Структура отечественной повседневности впитывает в себя все эти тенденции, что находит, порой, неожиданное выражение. Рассмотрим один из таких примеров.

Ухо рекламы

У весьма уважаемой радиостанции «Эхо Москвы» не так давно образовался странный для демократического информационного канала синдром. Примерно по два раза в час из уст ведущих раздавалось хорошо знакомое имя. Речь шла о рекламе одного из проектов радиостанции с названием «Одна семья времен Владимира Путина». Журналистам радиостанции, видимо, казалось, что это [268] новая, нетривиальная и задиристая идея — противопоставить официозу пропаганды приватную жизнь никому не известной российской семьи (от бабушек и дедушек до кошечек и собачек, обитающих в ней).
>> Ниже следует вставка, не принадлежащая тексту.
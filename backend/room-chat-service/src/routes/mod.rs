pub mod attachments;
pub mod messages;
pub mod wsroute;

use crate::error::AppError;
use actix_web::{get, web, HttpResponse};

#[get("/health")]
pub async fn health() -> HttpResponse {
    HttpResponse::Ok().body("OK")
}

/// Register every route. Shared by `main` and the HTTP tests.
pub fn configure(cfg: &mut web::ServiceConfig) {
    let json = web::JsonConfig::default()
        .error_handler(|err, _req| AppError::BadRequest(err.to_string()).into());

    cfg.app_data(json)
        .service(health)
        .service(wsroute::ws_handler)
        .service(messages::get_history)
        .service(attachments::announce_attachment);
}
//! Encryption-at-rest primitives and bearer token handling shared by the chat services.
//!
//! Ciphertexts produced here are AES-256-GCM with a random 96-bit nonce. The
//! nonce is not embedded by [`encrypt_at_rest`]; callers decide the storage
//! layout (the chat service stores `nonce || ciphertext || tag`).

use aes_gcm::{
    aead::{Aead, KeyInit},
    Aes256Gcm, Nonce,
};
use rand::{rngs::OsRng, RngCore};

pub mod jwt;

/// Key length for AES-256.
pub const KEY_LEN: usize = 32;
/// Nonce length for AES-GCM.
pub const NONCE_LEN: usize = 12;
/// Authentication tag appended by AES-GCM.
pub const TAG_LEN: usize = 16;

#[derive(Debug, thiserror::Error, PartialEq, Eq)]
pub enum CryptoError {
    #[error("invalid key length: expected 32 bytes, got {0}")]
    InvalidKeyLength(usize),
    #[error("invalid nonce length: expected 12 bytes, got {0}")]
    InvalidNonceLength(usize),
    #[error("encryption error")]
    Encryption,
    #[error("decryption error")]
    Decryption,
}

pub fn generate_nonce() -> [u8; NONCE_LEN] {
    let mut nonce = [0u8; NONCE_LEN];
    OsRng.fill_bytes(&mut nonce);
    nonce
}

pub fn generate_key() -> [u8; KEY_LEN] {
    let mut key = [0u8; KEY_LEN];
    OsRng.fill_bytes(&mut key);
    key
}

fn cipher_for(key: &[u8]) -> Result<Aes256Gcm, CryptoError> {
    Aes256Gcm::new_from_slice(key).map_err(|_| CryptoError::InvalidKeyLength(key.len()))
}

/// Encrypt `plaintext` under `key`. Output is ciphertext followed by the tag.
pub fn encrypt_at_rest(plaintext: &[u8], key: &[u8], nonce: &[u8]) -> Result<Vec<u8>, CryptoError> {
    if nonce.len() != NONCE_LEN {
        return Err(CryptoError::InvalidNonceLength(nonce.len()));
    }
    cipher_for(key)?
        .encrypt(Nonce::from_slice(nonce), plaintext)
        .map_err(|_| CryptoError::Encryption)
}

/// Decrypt and authenticate `ciphertext` produced by [`encrypt_at_rest`].
pub fn decrypt_at_rest(ciphertext: &[u8], key: &[u8], nonce: &[u8]) -> Result<Vec<u8>, CryptoError> {
    if nonce.len() != NONCE_LEN {
        return Err(CryptoError::InvalidNonceLength(nonce.len()));
    }
    if ciphertext.len() < TAG_LEN {
        return Err(CryptoError::Decryption);
    }
    cipher_for(key)?
        .decrypt(Nonce::from_slice(nonce), ciphertext)
        .map_err(|_| CryptoError::Decryption)
}

#[cfg(test)]
mod tests {
    use super::*;

    #[test]
    fn test_encrypt_decrypt_roundtrip() {
        let key = generate_key();
        let nonce = generate_nonce();
        let plaintext = "héllo wörld 你好 🎉".as_bytes();

        let ciphertext = encrypt_at_rest(plaintext, &key, &nonce).unwrap();
        assert_ne!(ciphertext.as_slice(), plaintext);
        assert_eq!(ciphertext.len(), plaintext.len() + TAG_LEN);

        let decrypted = decrypt_at_rest(&ciphertext, &key, &nonce).unwrap();
        assert_eq!(decrypted, plaintext);
    }

    #[test]
    fn test_wrong_key_fails() {
        let nonce = generate_nonce();
        let ciphertext = encrypt_at_rest(b"secret", &generate_key(), &nonce).unwrap();

        let result = decrypt_at_rest(&ciphertext, &generate_key(), &nonce);
        assert_eq!(result, Err(CryptoError::Decryption));
    }

    #[test]
    fn test_tampered_ciphertext_fails() {
        let key = generate_key();
        let nonce = generate_nonce();
        let mut ciphertext = encrypt_at_rest(b"secret", &key, &nonce).unwrap();
        ciphertext[0] ^= 0xff;

        assert_eq!(
            decrypt_at_rest(&ciphertext, &key, &nonce),
            Err(CryptoError::Decryption)
        );
    }

    #[test]
    fn test_rejects_bad_lengths() {
        assert_eq!(
            encrypt_at_rest(b"x", &[0u8; 16], &generate_nonce()),
            Err(CryptoError::InvalidKeyLength(16))
        );
        assert_eq!(
            encrypt_at_rest(b"x", &generate_key(), &[0u8; 24]),
            Err(CryptoError::InvalidNonceLength(24))
        );
        assert_eq!(
            decrypt_at_rest(&[1, 2, 3], &generate_key(), &generate_nonce()),
            Err(CryptoError::Decryption)
        );
    }

    #[test]
    fn test_nonces_are_random() {
        assert_ne!(generate_nonce(), generate_nonce());
    }
}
Проект с треском проваливался, поскольку назойливая жизнерадостность Матвея Ганопольского, только что выпустившего на телеэкраны свой такой же жизнерадостный фильм, и его коллег очень уж диссонировала с рационально выстроенной рекламой горячо любимого президента. Все это дополнялось бессодержательностью большинства бесед с членами семей. В общем, получились какие-то «идущие вместе с эхом Москвы».

Затем авторы пересмотрели некоторые основные элементы своего проекта, заменив, в частности, полное название программы на рекламную аббревиатуру «ОСВВП» и несколько сгладив пустоту содержания. Видимо, у многих постоянных слушателей радиостанции «Эхо Москвы» зрело возмущение, и, скорее всего, эти неизвестные мне слушатели не стеснялись в выражениях.

Можно было бы счесть этот факт за досадный эпизод. Однако в те же дни и примерно с такой же частотой петербургское «Эхо Москвы» на голубом глазу рекламировало какого-то (возможно и великого, почти такого же великого, как Президент) дрессировщика Запашного с его тиграми, да еще не самого лучшего из российских бардов Тимура Шаова.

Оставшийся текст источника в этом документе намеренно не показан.